One major concern with games that require a large amount of players is the ‘cold start problem’ - the number of CCUs you need in order to not have people write ‘this game’s ded!’ Steam reviews. So for this title, Flying Squirrel made AI bots to “ensure that the WW1 atmosphere remained in place”, in case you don’t have 100 vs. 100 real players.
This is partly a learning from their previous game, but also makes sense, given this game is a bit more fun-first than skill-first: the idea, per Schmid, was to take “fun sandbox gameplay and enrich it with the WWI war machines like tanks and airplanes.”
One thing Schmid was disappointed with pre-release was the ‘trad media’ coverage of the game - he says: “most media are click-driven, and an update about the next Fortnite event or the big AAA game not delivering on expectations gets far more clicks” than Over The Top announces.
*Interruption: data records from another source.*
mod cmd;
mod output;
mod root;

use clap::{Parser, Subcommand};
use cmd::{
    config::ConfigSubcommand, deno::DenoSubcommand, firebase::FirebaseSubcommand,
    git::GitSubcommand, Context,
};
use std::path::PathBuf;

#[derive(Parser)]
#[command(
    name = "shipyard",
    about = "Containerized CI/CD steps: npm install, .env synthesis, build and deploy to Firebase or Deno Deploy",
    version,
    propagate_version = true
)]
struct Cli {
    /// Project root (default: auto-detect from shipyard.yaml or .git/)
    #[arg(long, global = true, env = "SHIPYARD_ROOT")]
    root: Option<PathBuf>,

    /// Config file (default: <root>/shipyard.yaml)
    #[arg(long, global = true, env = "SHIPYARD_CONFIG")]
    config: Option<PathBuf>,

    /// Output as JSON
    #[arg(long, global = true, short = 'j')]
    json: bool,

    /// Print the container plan instead of running it
    #[arg(long, global = true)]
    dry_run: bool,

    /// Container engine binary (overrides config)
    #[arg(long, global = true, env = "SHIPYARD_ENGINE")]
    engine: Option<String>,

    /// Log pipeline progress
    #[arg(long, short = 'v', global = true)]
    verbose: bool,

    #[command(subcommand)]
    command: Commands,
}

#[derive(Subcommand)]
enum Commands {
    /// Install, build and deploy Firebase projects
    Firebase {
        #[command(subcommand)]
        subcommand: FirebaseSubcommand,
    },

    /// List changed files from git
    Git {
        #[command(subcommand)]
        subcommand: GitSubcommand,
    },

    /// Deploy to Deno Deploy
    Deno {
        #[command(subcommand)]
        subcommand: DenoSubcommand,
    },

    /// Show, create or validate shipyard.yaml
    Config {
        #[command(subcommand)]
        subcommand: ConfigSubcommand,
    },
}

fn main() {
    let cli = Cli::parse();

    let default_level = if cli.verbose {
        tracing::Level::INFO
    } else {
        tracing::Level::WARN
    };

    tracing_subscriber::fmt()
        .with_env_filter(
            tracing_subscriber::EnvFilter::from_default_env().add_directive(default_level.into()),
        )
        .with_target(false)
        .with_writer(std::io::stderr)
        .init();

    let root = root::resolve_root(cli.root.as_deref());

    let result = Context::load(
        root,
        cli.config.as_deref(),
        cli.json,
        cli.dry_run,
        cli.engine,
    )
    .and_then(|ctx| match cli.command {
        Commands::Firebase { subcommand } => cmd::firebase::run(&ctx, subcommand),
        Commands::Git { subcommand } => cmd::git::run(&ctx, subcommand),
        Commands::Deno { subcommand } => cmd::deno::run(&ctx, subcommand),
        Commands::Config { subcommand } => cmd::config::run(&ctx, subcommand),
    });

    if let Err(e) = result {
        eprintln!("error: {e:#}");
        std::process::exit(1);
    }
}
But good news - partnering with Andri Weidmann of Metaroot (publisher of The Farmer Was Replaced), who pitched in with marketing strategy and execution, the collective team was able to get great influencer reach and buzz at launch. How?
A large, evolving set of playtests to get feedback and develop community: Schmid explains: “Each playtest was a little community event, with its own trailers showcasing the improvements and additions, and developers actively playing alongside the community and asking questions.” (It’s straightforward, but important.)
Playing up the fun - and slight jankiness - of the core gameplay: the existing Steam audiovisual material was maybe a bit too polished, and Weidmann notes: “We strongly advised… to embrace the jank of the game and to show this on all the marketing material. People should know from the beginning what they will get.”
Lots of manual work on reaching out to the right content creators: Weidmann said they “contacted more than 9k content creators and had one of the best receptions to this game we ever had in a campaign. Many quite big [streamers] then played the game like: LIRIK, xQc, Asmongold and jackfrags.”
The game is fairly North America-centric in sales, partly because of the streamers that picked it up - Schmid says “75% of Twitch streams are in English, and our sales numbers confirm that.” [GDCo Pro estimates 48% U.S. players of Over The Top, followed by the UK at 7%, Canada at 5.5%, and Australia at 4.5%.]
There were many other things that helped, such as Steam bundles with Hell Let Loose and Squad 44. But this game’s interesting to us because, well, a 4-person dev doing a 200-player World War I game that should eventually gross $10m+? That’s Steam in 2026, baby - unexpectedly low barriers to entry for genres, if you execute just right.